TASK PROMPT - In the records that follow, find each line containing "rendered" and copy it.

DATA FOR REVIEW -
//! Symptom tag classification and visibility.
//!
//! A rendered tag is either a bare symptom (an excess tag, or a picker
//! entry) or a symptom together with its diagnosis link. Modeling the pair
//! as one variant type lets the evidence and collapse rules branch on an
//! explicit tag instead of presence checks.

use serde::Serialize;

use crate::models::{DiagnosisSymptomLink, Symptom};
use crate::session::Session;

/// Whether a link's own tag is collapsed under the global preference.
///
/// Collapsing suppresses only the symptom's own tag; descendants of the
/// symptom, if the surrounding model defines any, stay visible. Hidden links
/// still count in scoring.
pub fn is_collapsed(link: &DiagnosisSymptomLink, should_hide: bool) -> bool {
    link.hidden && should_hide
}

/// A symptom as it is about to be rendered.
#[derive(Debug, Clone, Serialize)]
pub enum SymptomTag {
    /// A symptom with no diagnosis association in this context.
    Plain(Symptom),
    /// A symptom belonging (directly or by inheritance) to a diagnosis.
    Associated(Symptom, DiagnosisSymptomLink),
}

impl SymptomTag {
    pub fn symptom(&self) -> &Symptom {
        match self {
            Self::Plain(symptom) => symptom,
            Self::Associated(symptom, _) => symptom,
        }
    }

    pub fn link(&self) -> Option<&DiagnosisSymptomLink> {
        match self {
            Self::Plain(_) => None,
            Self::Associated(_, link) => Some(link),
        }
    }

    /// A negatively weighted link argues against the diagnosis even when its
    /// symptom is selected and effective. Presentation classification only —
    /// it does not change set membership.
    pub fn is_negative_evidence(&self) -> bool {
        match self {
            Self::Plain(_) => false,
            Self::Associated(_, link) => link.point < 0,
        }
    }

    pub fn is_selected(&self, session: &Session) -> bool {
        session.is_selected(self.symptom().id)
    }

    pub fn is_collapsed(&self, session: &Session) -> bool {
        match self {
            Self::Plain(_) => false,
            Self::Associated(_, link) => is_collapsed(link, session.should_hide()),
        }
    }
}

/// Build the renderable tags for a resolved effective link set, name-ordered
/// the way the diagnosis row lists them.
///
/// A link whose symptom record is missing from the universe is skipped — a
/// weak reference that resolves to nothing contributes nothing.
pub fn link_tags(
    effective: &[DiagnosisSymptomLink],
    all_symptoms: &[Symptom],
) -> Vec<SymptomTag> {
    let mut tags: Vec<SymptomTag> = effective
        .iter()
        .filter_map(|link| {
            let symptom = all_symptoms.iter().find(|s| s.id == link.symptom_id);
            if symptom.is_none() {
                tracing::warn!(symptom_id = %link.symptom_id, "dangling symptom reference in link");
            }
            symptom.map(|s| SymptomTag::Associated(s.clone(), link.clone()))
        })
        .collect();
    tags.sort_by(|a, b| a.symptom().name.cmp(&b.symptom().name));
    tags
}

#[cfg(test)]
mod tests {
    use super::*;
    use uuid::Uuid;

    fn symptom(name: &str) -> Symptom {
        Symptom {
            id: Uuid::new_v4(),
            name: name.into(),
            description: None,
        }
    }

    fn link(symptom_id: Uuid, point: i32, hidden: bool) -> DiagnosisSymptomLink {
        DiagnosisSymptomLink {
            symptom_id,
            point,
            hidden,
        }
    }

    #[test]
    fn never_collapsed_without_preference() {
        let s = symptom("fever");
        for hidden in [false, true] {
            assert!(!is_collapsed(&link(s.id, 1, hidden), false));
        }
    }

    #[test]
    fn collapse_follows_hidden_flag_under_preference() {
        let s = symptom("fever");
        assert!(is_collapsed(&link(s.id, 1, true), true));
        assert!(!is_collapsed(&link(s.id, 1, false), true));
    }

    #[test]
    fn plain_tag_is_never_collapsed() {
        let mut session = Session::new();
        session.set_should_hide(true);
        let tag = SymptomTag::Plain(symptom("fever"));
        assert!(!tag.is_collapsed(&session));
    }

    #[test]
    fn negative_point_is_negative_evidence() {
        let s = symptom("fever");
        let tag = SymptomTag::Associated(s.clone(), link(s.id, -2, false));
        assert!(tag.is_negative_evidence());
    }

    #[test]
    fn negative_evidence_even_when_selected() {
        let s = symptom("fever");
        let mut session = Session::new();
        session.toggle(s.id);
        let tag = SymptomTag::Associated(s.clone(), link(s.id, -2, false));
        assert!(tag.is_selected(&session));
        assert!(tag.is_negative_evidence());
    }

    #[test]
    fn plain_tag_is_never_negative_evidence() {
        let tag = SymptomTag::Plain(symptom("fever"));
        assert!(!tag.is_negative_evidence());
    }

    #[test]
    fn link_tags_name_ordered() {
        let fever = symptom("fever");
        let cough = symptom("cough");
        let effective = vec![link(fever.id, 1, false), link(cough.id, 1, false)];
        let all = vec![fever.clone(), cough.clone()];

        let tags = link_tags(&effective, &all);
        let names: Vec<&str> = tags.iter().map(|t| t.symptom().name.as_str()).collect();
        assert_eq!(names, vec!["cough", "fever"]);
    }

    #[test]
    fn link_tags_skip_dangling_symptoms() {
        let fever = symptom("fever");
        let effective = vec![link(fever.id, 1, false), link(Uuid::new_v4(), 1, false)];
        let tags = link_tags(&effective, &[fever]);
        assert_eq!(tags.len(), 1);
    }

    #[test]
    fn accessors_expose_symptom_and_link() {
        let s = symptom("fever");
        let l = link(s.id, 3, true);
        let tag = SymptomTag::Associated(s.clone(), l.clone());
        assert_eq!(tag.symptom(), &s);
        assert_eq!(tag.link(), Some(&l));
        assert_eq!(SymptomTag::Plain(s.clone()).link(), None);
    }
}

TASK SOLUTION -
//! A rendered tag is either a bare symptom (an excess tag, or a picker
/// A symptom as it is about to be rendered.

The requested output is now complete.